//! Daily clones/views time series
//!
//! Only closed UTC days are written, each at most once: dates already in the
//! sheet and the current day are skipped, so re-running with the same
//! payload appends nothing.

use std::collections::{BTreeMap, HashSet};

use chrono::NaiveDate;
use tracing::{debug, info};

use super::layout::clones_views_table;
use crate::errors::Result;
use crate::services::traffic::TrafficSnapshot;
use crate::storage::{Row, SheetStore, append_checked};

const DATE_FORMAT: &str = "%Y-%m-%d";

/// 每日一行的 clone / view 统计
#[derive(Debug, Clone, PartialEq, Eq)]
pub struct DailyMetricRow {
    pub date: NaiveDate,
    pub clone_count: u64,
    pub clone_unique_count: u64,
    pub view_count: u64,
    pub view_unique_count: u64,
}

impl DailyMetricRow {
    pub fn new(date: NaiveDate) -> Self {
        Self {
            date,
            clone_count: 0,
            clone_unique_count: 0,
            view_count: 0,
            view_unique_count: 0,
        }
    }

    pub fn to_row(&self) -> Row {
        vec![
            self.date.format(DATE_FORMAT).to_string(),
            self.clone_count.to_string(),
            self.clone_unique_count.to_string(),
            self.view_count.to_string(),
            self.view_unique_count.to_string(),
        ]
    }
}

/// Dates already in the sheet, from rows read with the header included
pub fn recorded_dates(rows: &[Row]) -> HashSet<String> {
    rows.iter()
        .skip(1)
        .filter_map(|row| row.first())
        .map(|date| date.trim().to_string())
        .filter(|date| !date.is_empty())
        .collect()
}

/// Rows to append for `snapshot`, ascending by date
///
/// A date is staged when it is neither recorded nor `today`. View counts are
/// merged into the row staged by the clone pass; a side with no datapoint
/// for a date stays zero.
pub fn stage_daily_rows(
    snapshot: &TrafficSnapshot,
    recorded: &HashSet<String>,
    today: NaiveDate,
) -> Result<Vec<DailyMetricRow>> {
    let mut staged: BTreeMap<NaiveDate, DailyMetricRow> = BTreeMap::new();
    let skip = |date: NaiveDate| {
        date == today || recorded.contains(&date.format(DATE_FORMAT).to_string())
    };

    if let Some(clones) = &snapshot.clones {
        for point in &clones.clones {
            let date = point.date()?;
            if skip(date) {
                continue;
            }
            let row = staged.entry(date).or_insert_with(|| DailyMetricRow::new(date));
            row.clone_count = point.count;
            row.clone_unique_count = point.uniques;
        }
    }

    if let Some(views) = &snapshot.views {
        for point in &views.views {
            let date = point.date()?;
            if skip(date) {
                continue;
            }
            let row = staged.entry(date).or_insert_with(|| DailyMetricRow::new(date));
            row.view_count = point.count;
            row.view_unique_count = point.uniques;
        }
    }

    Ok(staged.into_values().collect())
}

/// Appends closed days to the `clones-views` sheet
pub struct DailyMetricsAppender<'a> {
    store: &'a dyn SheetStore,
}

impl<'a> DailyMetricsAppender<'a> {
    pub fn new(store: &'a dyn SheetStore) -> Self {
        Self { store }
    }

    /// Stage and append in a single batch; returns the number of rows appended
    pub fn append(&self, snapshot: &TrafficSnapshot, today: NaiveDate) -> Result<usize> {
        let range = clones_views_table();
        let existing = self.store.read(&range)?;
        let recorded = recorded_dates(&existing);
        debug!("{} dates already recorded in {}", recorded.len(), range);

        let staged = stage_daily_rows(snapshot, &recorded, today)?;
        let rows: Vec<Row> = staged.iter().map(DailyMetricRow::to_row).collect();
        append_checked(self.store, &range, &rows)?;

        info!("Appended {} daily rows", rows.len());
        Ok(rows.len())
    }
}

----------

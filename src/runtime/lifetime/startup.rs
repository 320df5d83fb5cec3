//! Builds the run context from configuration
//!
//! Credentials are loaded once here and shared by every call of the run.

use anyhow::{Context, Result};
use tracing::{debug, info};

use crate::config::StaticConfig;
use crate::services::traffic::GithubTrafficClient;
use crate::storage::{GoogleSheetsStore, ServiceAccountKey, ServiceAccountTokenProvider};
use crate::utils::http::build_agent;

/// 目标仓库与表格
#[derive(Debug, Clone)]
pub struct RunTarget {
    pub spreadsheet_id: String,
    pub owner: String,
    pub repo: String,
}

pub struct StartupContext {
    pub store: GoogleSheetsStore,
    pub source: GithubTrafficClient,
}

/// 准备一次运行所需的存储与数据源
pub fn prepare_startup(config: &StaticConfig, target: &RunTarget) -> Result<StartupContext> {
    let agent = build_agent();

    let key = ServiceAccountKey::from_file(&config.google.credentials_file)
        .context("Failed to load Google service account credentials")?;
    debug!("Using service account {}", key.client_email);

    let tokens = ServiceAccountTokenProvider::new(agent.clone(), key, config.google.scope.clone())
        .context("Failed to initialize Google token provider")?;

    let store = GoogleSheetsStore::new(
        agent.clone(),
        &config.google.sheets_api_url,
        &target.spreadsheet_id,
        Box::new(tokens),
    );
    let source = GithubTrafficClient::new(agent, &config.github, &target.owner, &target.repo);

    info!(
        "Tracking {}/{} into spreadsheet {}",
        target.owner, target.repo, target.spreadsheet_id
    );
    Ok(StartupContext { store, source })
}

----------

**REQUIRED ACTION**
Take the lines above from the one containing "clones/views time series" to the one containing "payload appends nothing." and retype them exactly, both ends included, with nothing added.

**YOUR SOLUTION**
//! Daily clones/views time series
//!
//! Only closed UTC days are written, each at most once: dates already in the
//! sheet and the current day are skipped, so re-running with the same
//! payload appends nothing.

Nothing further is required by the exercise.